第15話 解決と決断
トラブル時に、上の人を呼んでもらうという対処には一理も二理もある。間に人を挟むほど、真意が伝わり難くなる上に、決裁権のある人でなければ、ではこうしようと決められないのだから、下の人ほど、自分で何とか収めねばと、お客と会社の間に入って中途半端な対応をしてしまうのです。
上の人を出してと忌憚なく言えて、どんなに上の人が出てきても動じず同じ態度で話せる夫がいてよかった。直接、決裁権のあるもっともっと上の方に直接訴え、その方にも、実際の資料なども精査してもらった。その結果、今回の進め方は、ハウスメーカー側に非があったことが認められ、こちらが無茶な要求をしていないことを解ってもらえた。
ハウスメーカーからは、問題発覚の発端となった見積と発注のズレの200万ほどに関しては我々に払う責任はないと言われ、打合せで決定していたのに発注が漏れていた部分に関しては、料金の請求なく付け足してくれるという。簡単に言うと「全部言う通りにするから建築を続けさせてーお願いー」といった感じだろうか。

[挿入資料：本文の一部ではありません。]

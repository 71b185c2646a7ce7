//! Run metrics persisted next to the briefing artifact.

use common_lib::briefing::{Briefing, PipelineState};
use serde::Serialize;

#[derive(Debug, Clone, Serialize)]
pub struct Metrics {
    pub clusters_total: usize,
    pub clusters_succeeded: usize,
    pub clusters_failed: usize,
    pub facts_extracted: usize,
    pub facts_picked: usize,
    pub avg_actionability: f64,
    pub topics_emitted: usize,
}

pub fn compute_metrics(state: &PipelineState, briefing: &Briefing) -> Metrics {
    let facts_extracted = state.facts.iter().map(|facts| facts.facts.len()).sum();
    let picked: Vec<_> = state
        .selections
        .iter()
        .flat_map(|selection| &selection.picked)
        .collect();
    let avg_actionability = if picked.is_empty() {
        0.0
    } else {
        picked
            .iter()
            .map(|fact| f64::from(fact.scores.actionability))
            .sum::<f64>()
            / picked.len() as f64
    };

    Metrics {
        clusters_total: state.drafts.len() + state.failures.len(),
        clusters_succeeded: state.drafts.len(),
        clusters_failed: state.failures.len(),
        facts_extracted,
        facts_picked: picked.len(),
        avg_actionability,
        topics_emitted: briefing.topics.len(),
    }
}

こんなことになるまで、担当1人の不十分な進め方のまま据付の発注まで出せてしまう会社のシステムも問題あるんじゃないかと思うが…どうも、会社側は、我々に事実の全ては説明してないと思われる。会社的にはおそらく言っちゃダメな割引率のマジックなどについて顧客に口走っているご乱心のMさんを、あの夜から全く我々には会わせない。問題の本質はスッキリとは見えず、ここに書く真相も、予想や憶測を織り交ぜてのものになっている。きっとMさんの不手際だけでは済まない何かがあるのかもしれない。
なんだか信用ならない部分を残しつつ、弁護士をたてて闘う労力、また次の土地を探し家を建てる労力を考えたら、続けるほうで落とし所を見つけられるのがよいのだろうというのは、途中から思っていた。
そもそも、我々は、ハウスメーカーに無茶をいうつもりもない。しっかり考えて自分達が納得した部分にはちゃんとお金を払って「自分の家」を建てたいのです。でも希望に反してもう変えられないところが多々ある。それをお願いされて建てても全く嬉しくない。これから何十年も暮らしていく家に何か嫌な記憶を残して建ててしまったら、住んでいてちょいちょい嫌なことを思い出すに違いない。そんなのは嫌だ。
話し合った結果、なんとか建築を進めていくことに決めた日、家に帰って自問自答するナマケモノ。本当にこれでいいのか。後悔しないのか。見落としていることはないか。
どんなに考えても、どうしても、半分騙されたような気持ちをスッキリと解決できない。結果、こんなモヤモヤしたまま家建てるなんてやはりこれから色々頑張れないなぁと思ったのです。
どう気持ちを切り替えたら、家を建てよう!とまた思えるようになるだろう。
ナマケモノは一晩考えた。一晩だけ?と思うかもしれませんが、とにかく時間に追われていて、日々刻々無駄にはできない状況だった。
でも今後もう後悔のため息を吐きたくない。
そうしてその夜、今の精一杯、目一杯で考え、後で後悔しない覚悟のための3つの条件を絞り出した。
工期スケジュールはずれ込まないこと、細部まで全ての部分をもう一度確認しなおすこと、上限金額を当初の我が家の希望予算にすること。
この3つを飲んでもらえるなら、もう一度意欲を持ち直して自分の家を建てる!と決めた。ダメならもうやめる!とも。
いつものごとく夫を通してハウスメーカーに伝えると、その条件を全て飲んでくれるとのこと。
あれ?思いのほかすんなり、というか、速攻で答えが返ってきた。もっと攻めても大丈夫だった?とも一瞬思ったが、駆け引きなんて我が家らしくない。自分が今後後悔しないための決断として、ここで区切りをつけることとした。
ナマケモノ、覚悟を決めて「家を建てる」ことを再開する。